Dataset records
● ● ● ● ●
#![warn(missing_docs)]
#![warn(clippy::missing_docs_in_private_items)]

//! Finding the staff test file and building the command lines for jest,
//! eslint, the student server and git.

use std::{
    ffi::{OsStr, OsString},
    path::{Path, PathBuf},
};

use anyhow::{Context, Result};
use colored::Colorize;
use glob::{Pattern, glob};
use which::which;

use crate::{
    error::AutomarkError,
    paths::ProjectPaths,
    process::{self, RunOutcome},
    settings::Settings,
};

/// Glob matching the staff automarking test file.
pub const AUTOMARKING_TEST_GLOB: &str = "automarking.test.[jt]s";

/// Contents of the jest config generated for labs that ship without one.
const GENERATED_JEST_CONFIG: &str = "const config = {\n  verbose: true,\n};\n\nmodule.exports = \
                                     config;\n";

/// Pretty format used by the git log banner.
const GIT_LOG_FORMAT: &str = "--pretty=tformat:%Cred%h%Creset -%C(yellow)%d%Creset %s \
                              %Cgreen(%cD) %C(bold blue)%an%Creset";

/// Which suite a jest run executes.
#[derive(Debug, Clone, Copy, PartialEq, Eq)]
pub enum JestMode {
    /// Only the staff automarking file, with JSON results written out.
    Staff,
    /// Every test except the staff automarking file.
    Student,
}

/// The external pieces every tool invocation needs, resolved once per run.
#[derive(Debug, Clone)]
pub struct Toolchain {
    /// Path to `npx`.
    npx:              OsString,
    /// The staff automarking test file.
    automarking_file: PathBuf,
    /// Jest config passed to every jest run.
    jest_config:      PathBuf,
}

impl Toolchain {
    /// A toolchain from already-resolved parts.
    pub fn new(
        npx: impl Into<OsString>,
        automarking_file: impl Into<PathBuf>,
        jest_config: impl Into<PathBuf>,
    ) -> Self {
        Self {
            npx:              npx.into(),
            automarking_file: automarking_file.into(),
            jest_config:      jest_config.into(),
        }
    }

    /// Locates `npx`, the staff test file and a jest config for the project.
    ///
    /// Fails if there is not exactly one automarking test file.
    pub fn discover(settings: &Settings) -> Result<Self> {
        let paths = settings.paths();
        let automarking_file = find_automarking_file(paths.root_dir())?;
        let jest_config = ensure_jest_config(paths)?;
        let npx = npx_path()?;

        Ok(Self::new(npx, automarking_file, jest_config))
    }

    /// Path to `npx`.
    pub fn npx(&self) -> &OsStr {
        &self.npx
    }

    /// The staff automarking test file.
    pub fn automarking_file(&self) -> &Path {
        &self.automarking_file
    }

    /// Jest config in use.
    pub fn jest_config(&self) -> &Path {
        &self.jest_config
    }
}

/// Finds and returns the path to npx
pub fn npx_path() -> Result<OsString> {
    which("npx")
        .map(PathBuf::into_os_string)
        .context("Cannot find npx on path (is Node.js installed?)")
}

/// Finds the one staff automarking test file in `root`.
pub fn find_automarking_file(root: &Path) -> Result<PathBuf, AutomarkError> {
    let pattern = format!(
        "{}/{}",
        Pattern::escape(&root.to_string_lossy()),
        AUTOMARKING_TEST_GLOB
    );

    let mut found: Vec<PathBuf> = glob(&pattern)
        .map(|paths| paths.filter_map(Result::ok).collect())
        .unwrap_or_default();
    found.sort();

    match found.as_slice() {
        [single] => Ok(single.clone()),
        _ => Err(AutomarkError::AutomarkingFileDiscovery { found }),
    }
}

/// Returns the lab's `jest.config.js`, or writes and returns a minimal
/// `jest.config.cjs` when there is none.
pub fn ensure_jest_config(paths: &ProjectPaths) -> Result<PathBuf> {
    let existing = paths.existing_jest_config();
    if existing.exists() {
        return Ok(existing);
    }

    let generated = paths.generated_jest_config();
    std::fs::write(&generated, GENERATED_JEST_CONFIG)
        .with_context(|| format!("Could not write {}", generated.display()))?;
    tracing::debug!("Generated {}", generated.display());
    Ok(generated)
}

/// Expresses `path` relative to the project root, where every tool runs.
fn from_root(paths: &ProjectPaths, path: &Path) -> OsString {
    path.strip_prefix(paths.root_dir())
        .unwrap_or(path)
        .as_os_str()
        .to_os_string()
}

/// Arguments to `npx` for one jest run.
///
/// * `jest_config`: config file passed with `--config`
/// * `automarking_file`: the staff test file
/// * `coverage`: whether jest should collect coverage itself
/// * `mode`: staff or student suite
pub fn jest_args(
    paths: &ProjectPaths,
    jest_config: &Path,
    automarking_file: &Path,
    coverage: bool,
    mode: JestMode,
) -> Vec<OsString> {
    let automarking_name = automarking_file
        .file_name()
        .unwrap_or(automarking_file.as_os_str())
        .to_os_string();

    let mut config_arg = OsString::from("--config=");
    config_arg.push(from_root(paths, jest_config));

    let mut args: Vec<OsString> = vec![
        "jest".into(),
        "--colors".into(),
        "--verbose".into(),
        "--runInBand".into(),
        config_arg,
    ];

    if coverage {
        args.extend([
            OsString::from("--coverage"),
            OsString::from("--coverageReporters=text"),
            OsString::from("--coverageReporters=json-summary"),
        ]);
    }

    match mode {
        JestMode::Staff => {
            let mut output_arg = OsString::from("--outputFile=");
            output_arg.push(from_root(paths, paths.test_results()));
            args.extend([OsString::from("--json"), output_arg, automarking_name]);
        }
        JestMode::Student => {
            let mut ignore_arg = OsString::from("--testPathIgnorePatterns=");
            ignore_arg.push(automarking_name);
            args.push(ignore_arg);
        }
    }

    args
}

/// Arguments to `npx` that start the student server, under the coverage
/// reporter when `coverage` is set.
pub fn server_args(paths: &ProjectPaths, coverage: bool) -> Vec<OsString> {
    let mut args: Vec<OsString> = Vec::new();
    if coverage {
        args.extend([OsString::from("nyc"), OsString::from("--reporter=json-summary")]);
    }
    args.extend([OsString::from("ts-node"), from_root(paths, &paths.server_entry())]);
    args
}

/// Arguments to `npx` for eslint; `json` switches output to the results file.
pub fn eslint_args(paths: &ProjectPaths, json: bool) -> Vec<OsString> {
    let mut args: Vec<OsString> = vec![
        "eslint".into(),
        "--color".into(),
        from_root(paths, paths.source_dir()),
        "./**.js".into(),
    ];

    if json {
        let mut output_arg = OsString::from("--output-file=");
        output_arg.push(from_root(paths, paths.lint_results()));
        args.extend([OsString::from("--format=json"), output_arg]);
    }

    args
}

/// Arguments to `git` for the commit log banner.
pub fn git_log_args(num_commits: usize) -> Vec<OsString> {
    vec![
        "log".into(),
        format!("-{num_commits}").into(),
        "--color".into(),
        "--graph".into(),
        "--abbrev-commit".into(),
        GIT_LOG_FORMAT.into(),
    ]
}

/// Prints the last few commits of the student repository. Failures are only
/// logged.
pub async fn git_log(settings: &Settings) {
    println!(
        "{}",
        format!(" \n=== Git Log (last {} commits) ===\n ", settings.num_commits())
            .red()
            .bold()
    );

    let outcome = process::run_inherited(
        "git",
        &git_log_args(settings.num_commits()),
        Some(settings.paths().root_dir()),
        None,
    )
    .await;

    match outcome {
        Ok(RunOutcome::Exited(status)) if !status.success() => {
            tracing::warn!("git log exited with {status}");
        }
        Ok(_) => {}
        Err(e) => tracing::warn!("Could not run git log: {e:#}"),
    }
}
● ● ● ● ●
→ Task description
Please retype the top of the data exactly, down to and including the line that holds "matching the staff automarking test file.", and nothing further.

→ The answer
#![warn(missing_docs)]
#![warn(clippy::missing_docs_in_private_items)]

//! Finding the staff test file and building the command lines for jest,
//! eslint, the student server and git.

use std::{
    ffi::{OsStr, OsString},
    path::{Path, PathBuf},
};

use anyhow::{Context, Result};
use colored::Colorize;
use glob::{Pattern, glob};
use which::which;

use crate::{
    error::AutomarkError,
    paths::ProjectPaths,
    process::{self, RunOutcome},
    settings::Settings,
};

/// Glob matching the staff automarking test file.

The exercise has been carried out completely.